* Task requirements
What number of lines in the entries hold the string "impl"? Answer with it alone.
Content starts
//! HTTP mapping of service errors.

use axum::http::StatusCode;
use axum::response::{IntoResponse, Response};
use axum::Json;
use profsage_core::Error;
use tracing::{error, warn};

/// Error returned by handlers before any body bytes are sent.
#[derive(Debug)]
pub struct ApiError(pub Error);

impl From<Error> for ApiError {
    fn from(e: Error) -> Self {
        Self(e)
    }
}

impl ApiError {
    pub fn status(&self) -> StatusCode {
        match &self.0 {
            Error::EmptyConversation => StatusCode::BAD_REQUEST,
            Error::MissingCredential(_) => StatusCode::SERVICE_UNAVAILABLE,
            Error::Embedding(_) | Error::VectorIndex(_) | Error::Generation(_) => {
                StatusCode::BAD_GATEWAY
            }
            Error::Timeout { .. } => StatusCode::GATEWAY_TIMEOUT,
            Error::Config(_) | Error::Io(_) | Error::Json(_) => StatusCode::INTERNAL_SERVER_ERROR,
        }
    }
}

impl IntoResponse for ApiError {
    fn into_response(self) -> Response {
        let status = self.status();
        if status.is_server_error() {
            error!("Request failed: {}", self.0);
        } else {
            warn!("Rejected request: {}", self.0);
        }

        (
            status,
            Json(serde_json::json!({ "error": self.0.to_string() })),
        )
            .into_response()
    }
}
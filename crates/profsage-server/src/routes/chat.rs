//! Chat route — retrieval-augmented answer streamed as plain text.

use std::sync::Arc;

use axum::body::Body;
use axum::extract::State;
use axum::http::header;
use axum::response::{IntoResponse, Response};
use axum::routing::post;
use axum::{Json, Router};
use bytes::Bytes;
use futures::Stream;
use profsage_chat::pipeline::DeltaStream;
use profsage_chat::ChatMessage;
use profsage_core::Error;
use tokio_stream::StreamExt;
use tracing::{error, info, info_span, Instrument, Span};
use uuid::Uuid;

use crate::error::ApiError;
use crate::state::AppState;

pub fn routes() -> Router<Arc<AppState>> {
    Router::new().route("/chat", post(chat))
}

/// POST /api/chat — body is the conversation, oldest message first.
///
/// Retrieval and opening the completion happen before the response starts,
/// so their failures become JSON error responses. Once streaming begins,
/// an upstream failure aborts the body; bytes already sent stay sent.
async fn chat(
    State(state): State<Arc<AppState>>,
    Json(messages): Json<Vec<ChatMessage>>,
) -> Result<Response, ApiError> {
    let request_id = Uuid::new_v4();
    let span = info_span!("chat", %request_id, turns = messages.len());
    respond(&state, &messages).instrument(span).await
}

async fn respond(state: &AppState, messages: &[ChatMessage]) -> Result<Response, ApiError> {
    if messages.is_empty() {
        return Err(Error::EmptyConversation.into());
    }

    let pipeline = state.pipeline()?;
    let deltas = pipeline.answer(messages).await?;
    info!("Streaming answer");

    let body = Body::from_stream(log_outcome(deltas, Span::current()));
    Ok(([(header::CONTENT_TYPE, "text/plain; charset=utf-8")], body).into_response())
}

/// Pass deltas through unchanged, logging how the stream ended.
fn log_outcome(
    mut deltas: DeltaStream,
    span: Span,
) -> impl Stream<Item = Result<Bytes, Error>> + Send + 'static {
    async_stream::stream! {
        let mut sent = 0usize;
        while let Some(item) = deltas.next().await {
            match item {
                Ok(bytes) => {
                    sent += bytes.len();
                    yield Ok(bytes);
                }
                Err(e) => {
                    error!(parent: &span, "Stream aborted after {} bytes: {}", sent, e);
                    yield Err(e);
                    return;
                }
            }
        }
        info!(parent: &span, "Stream complete ({} bytes)", sent);
    }
}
Content ends
* Problem solution
4